Le Clos back with vengeance
CHAD le Clos fired a warning to his 200m butterfly rivals in Durban last night, showing he was back after his Olympic disaster in that race last year.
Le Clos burnt his nearest competitors by nearly five seconds as he steamed to victory at the national championships in 1min 55.00sec, the fastest time in the world so far.
The 2012 Olympic champion in this event ended only fourth at the Rio Games, a bitter pill to swallow despite winning silver medals in two other events.
Last night’s was his second-best time in the King’s Park pool but, unlike his quickest effort in 2014, he was not shaved.

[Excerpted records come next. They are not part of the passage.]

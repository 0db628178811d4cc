// Copyright (c) 2025, Tom Ouellette
// Licensed under the MIT License

use std::collections::BTreeMap;

use serde_json::Value;

use crate::constant;
use crate::error::SheathError;
use crate::im::{SheathImage, SheathMask};
use crate::layer::{Layer, LayerStore};

/// Previous mask values captured before an edit
///
/// An edit is recorded in two steps: the affected pixels are captured from
/// the untouched mask, then the mask is mutated. Undoing writes the captured
/// values back.
#[derive(Debug, Clone)]
pub struct ScopedEdit {
    layer: String,
    previous: Vec<(usize, u32)>,
}

impl ScopedEdit {
    /// Capture current values at the pixels `changes` would modify
    ///
    /// Repeated indices resolve to their last value. Pixels that end up
    /// holding the value they started with are left out.
    pub fn capture(layer: &str, mask: &SheathMask, changes: &[(usize, u32)]) -> Self {
        let raw = mask.as_raw();
        let last: BTreeMap<usize, u32> = changes.iter().copied().collect();

        ScopedEdit {
            layer: layer.to_string(),
            previous: last
                .into_iter()
                .filter(|(idx, value)| raw[*idx] != *value)
                .map(|(idx, _)| (idx, raw[idx]))
                .collect(),
        }
    }

    /// Name of the edited layer
    pub fn layer(&self) -> &str {
        &self.layer
    }

    /// Number of pixels the edit changed
    pub fn len(&self) -> usize {
        self.previous.len()
    }

    pub fn is_empty(&self) -> bool {
        self.previous.is_empty()
    }

    fn restore(&self, mask: &mut SheathMask) {
        for &(idx, value) in self.previous.iter() {
            mask.buffer[idx] = value;
        }
    }
}

/// An ordered set of uniquely named layers with a single active selection
///
/// The session stands in for the host viewer: it owns the rasters, keeps
/// names unique, and records undoable mask edits. Associations between
/// layers are managed through [`LayerStore`].
///
/// # Examples
///
/// ```
/// use sheath_core::im::{SheathImage, SheathMask};
/// use sheath_core::layer::{LayerStore, MaskKind, Session};
///
/// let mut session = Session::new();
///
/// let image = session.add_image("sample", SheathImage::zeros(8, 8, 1));
/// let axon = session.add_mask("sample_axon", SheathMask::zeros(8, 8, 1), [0, 0, 255]).unwrap();
/// let myelin = session.add_mask("sample_myelin", SheathMask::zeros(8, 8, 1), [255, 0, 0]).unwrap();
///
/// session.register_masks(&image, &axon, &myelin).unwrap();
///
/// let selected = session.selected().unwrap();
/// let resolved = session.resolve_source_image(selected).unwrap();
/// assert_eq!(resolved.name(), "sample");
/// ```
#[derive(Debug, Default)]
pub struct Session {
    layers: Vec<Layer>,
    selected: Option<String>,
    history: Vec<ScopedEdit>,
}

impl LayerStore for Session {
    fn layers(&self) -> &[Layer] {
        &self.layers
    }

    fn layer_mut(&mut self, name: &str) -> Option<&mut Layer> {
        self.layers.iter_mut().find(|layer| layer.name() == name)
    }
}

// >>> LAYER METHODS

impl Session {
    pub fn new() -> Self {
        Session::default()
    }

    /// First free name of the form `name`, `name [1]`, `name [2]`, ...
    pub fn unique_name(&self, name: &str) -> String {
        if self.find_item_by_name(name).is_none() {
            return name.to_string();
        }

        (1..)
            .map(|n| format!("{} [{}]", name, n))
            .find(|candidate| self.find_item_by_name(candidate).is_none())
            .unwrap_or_else(|| name.to_string())
    }

    /// Add a layer, renaming it if needed, and make it the selection
    ///
    /// Returns the name the layer was stored under. Masks must have a single
    /// channel.
    pub fn add_layer(&mut self, layer: Layer) -> Result<String, SheathError> {
        if let Some(mask) = layer.mask() {
            mask.ensure_single_channel()?;
        }

        Ok(self.insert(layer))
    }

    fn insert(&mut self, mut layer: Layer) -> String {
        let name = self.unique_name(layer.name());
        layer.set_name(name.clone());

        self.layers.push(layer);
        self.selected = Some(name.clone());

        name
    }

    pub fn add_image(&mut self, name: &str, image: SheathImage) -> String {
        self.insert(Layer::new_image(name, image))
    }

    pub fn add_mask(
        &mut self,
        name: &str,
        mask: SheathMask,
        color: [u8; 3],
    ) -> Result<String, SheathError> {
        self.add_layer(Layer::new_mask(name, mask, color))
    }

    /// Remove a layer
    ///
    /// Associations naming it are left in place and resolve to nothing.
    pub fn remove_layer(&mut self, name: &str) -> Option<Layer> {
        let position = self.layers.iter().position(|layer| layer.name() == name)?;

        if self.selected.as_deref() == Some(name) {
            self.selected = None;
        }

        self.history.retain(|edit| edit.layer() != name);

        Some(self.layers.remove(position))
    }

    pub fn select(&mut self, name: &str) -> Result<(), SheathError> {
        if self.find_item_by_name(name).is_none() {
            return Err(SheathError::LayerError(format!("No layer named '{}'", name)));
        }

        self.selected = Some(name.to_string());
        Ok(())
    }

    /// The single active layer, if any
    pub fn selected(&self) -> Option<&Layer> {
        self.selected
            .as_deref()
            .and_then(|name| self.find_item_by_name(name))
    }

    pub fn len(&self) -> usize {
        self.layers.len()
    }

    pub fn is_empty(&self) -> bool {
        self.layers.is_empty()
    }

    /// Rename a layer and rewrite every association that referenced it
    ///
    /// # Arguments
    ///
    /// * `old` - Current layer name
    /// * `new` - Replacement name, which must not already be taken
    pub fn rename_layer(&mut self, old: &str, new: &str) -> Result<(), SheathError> {
        if old == new {
            return Ok(());
        }

        if self.find_item_by_name(new).is_some() {
            return Err(SheathError::LayerError(format!(
                "A layer named '{}' already exists",
                new
            )));
        }

        let layer = self
            .layer_mut(old)
            .ok_or_else(|| SheathError::LayerError(format!("No layer named '{}'", old)))?;

        layer.set_name(new.to_string());

        let keys = [
            constant::KEY_AXON_MASK,
            constant::KEY_MYELIN_MASK,
            constant::KEY_SOURCE_IMAGE,
        ];

        for layer in self.layers.iter_mut() {
            for key in keys {
                if layer.metadata_str(key) == Some(old) {
                    layer.metadata.insert(key.to_string(), Value::from(new));
                }
            }
        }

        if self.selected.as_deref() == Some(old) {
            self.selected = Some(new.to_string());
        }

        for edit in self.history.iter_mut().filter(|edit| edit.layer == old) {
            edit.layer = new.to_string();
        }

        Ok(())
    }
}

// <<< LAYER METHODS

// >>> EDIT METHODS

impl Session {
    /// Write values into a mask layer and record the edit for undo
    ///
    /// # Arguments
    ///
    /// * `name` - Mask layer name
    /// * `changes` - Row-major pixel index and new value pairs
    ///
    /// Returns the number of pixels whose value changed. An edit that changes
    /// nothing is not recorded.
    pub fn edit_mask(&mut self, name: &str, changes: &[(usize, u32)]) -> Result<usize, SheathError> {
        let layer = self
            .layer_mut(name)
            .ok_or_else(|| SheathError::LayerError(format!("No layer named '{}'", name)))?;

        let mask = layer
            .mask_mut()
            .ok_or_else(|| SheathError::LayerError(format!("Layer '{}' is not a mask", name)))?;

        if changes.iter().any(|(idx, _)| *idx >= mask.len()) {
            return Err(SheathError::MaskError("Edit coordinates out of bounds"));
        }

        let edit = ScopedEdit::capture(name, mask, changes);

        for &(idx, value) in changes {
            mask.buffer[idx] = value;
        }

        let changed = edit.len();

        if !edit.is_empty() {
            self.history.push(edit);
        }

        Ok(changed)
    }

    /// Revert the most recent mask edit
    ///
    /// Returns false when there is nothing to undo.
    pub fn undo(&mut self) -> bool {
        let Some(edit) = self.history.pop() else {
            return false;
        };

        match self.layer_mut(&edit.layer).and_then(Layer::mask_mut) {
            Some(mask) => {
                edit.restore(mask);
                true
            }
            None => false,
        }
    }

    /// Number of edits that can be undone
    pub fn history_len(&self) -> usize {
        self.history.len()
    }
}

// <<< EDIT METHODS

“I think it was a lot smoother than recent 200m fly [races], it didn’t kill me as much as I thought it would,” Le Clos, who has been working with Italian coach Andrea di Nino since early this year, said.
He is confident that by the world championships in Budapest in July, he will be stronger in the final 50m of the race, where he failed to deliver his trademark kick at the Rio Games.
“I’m not going to get carried away with this [time],” Le Clos said. He won the 200m freestyle earlier in the week and will race the 100m butterfly today and tomorrow.
“I’m going into Budapest as an underdog in all three events. I’m looking to come out victorious.”
Le Clos said the technical changes he had made to his stroke and turns were paying dividends.
Le Clos scratched from the blue riband 100m freestyle, where young Zane Waddell stole centre stage, upstaging a pair of Olympians as he delivered two personal bests yesterday to take pole position for the final tonight.
The 19-year-old management information systems student at the University of Alabama was the third-quickest in the morning heats when he went 49.99sec, his first occasion under 50 seconds, with Dough Erasmus going 49.85 and Brad Tandy 49.90.
Tandy scratched from the semifinals to focus on the 50m breaststroke final later in the evening, but he would have been hard-pressed to overhaul this Bloemfontein boytjie on the night.
Waddell dominated the first semifinal to win in 49.55, while Erasmus won the next one in a slower 50.26, still the second-fastest time of the night.
Waddell, coached in the US by former South African Jonty Skinner, who held the 50m and 100m freestyle world records in the 1970s, said he would not get fazed in the final.
“I’m just going to go into this race, race tough and be the quickest I can be,” Waddell said.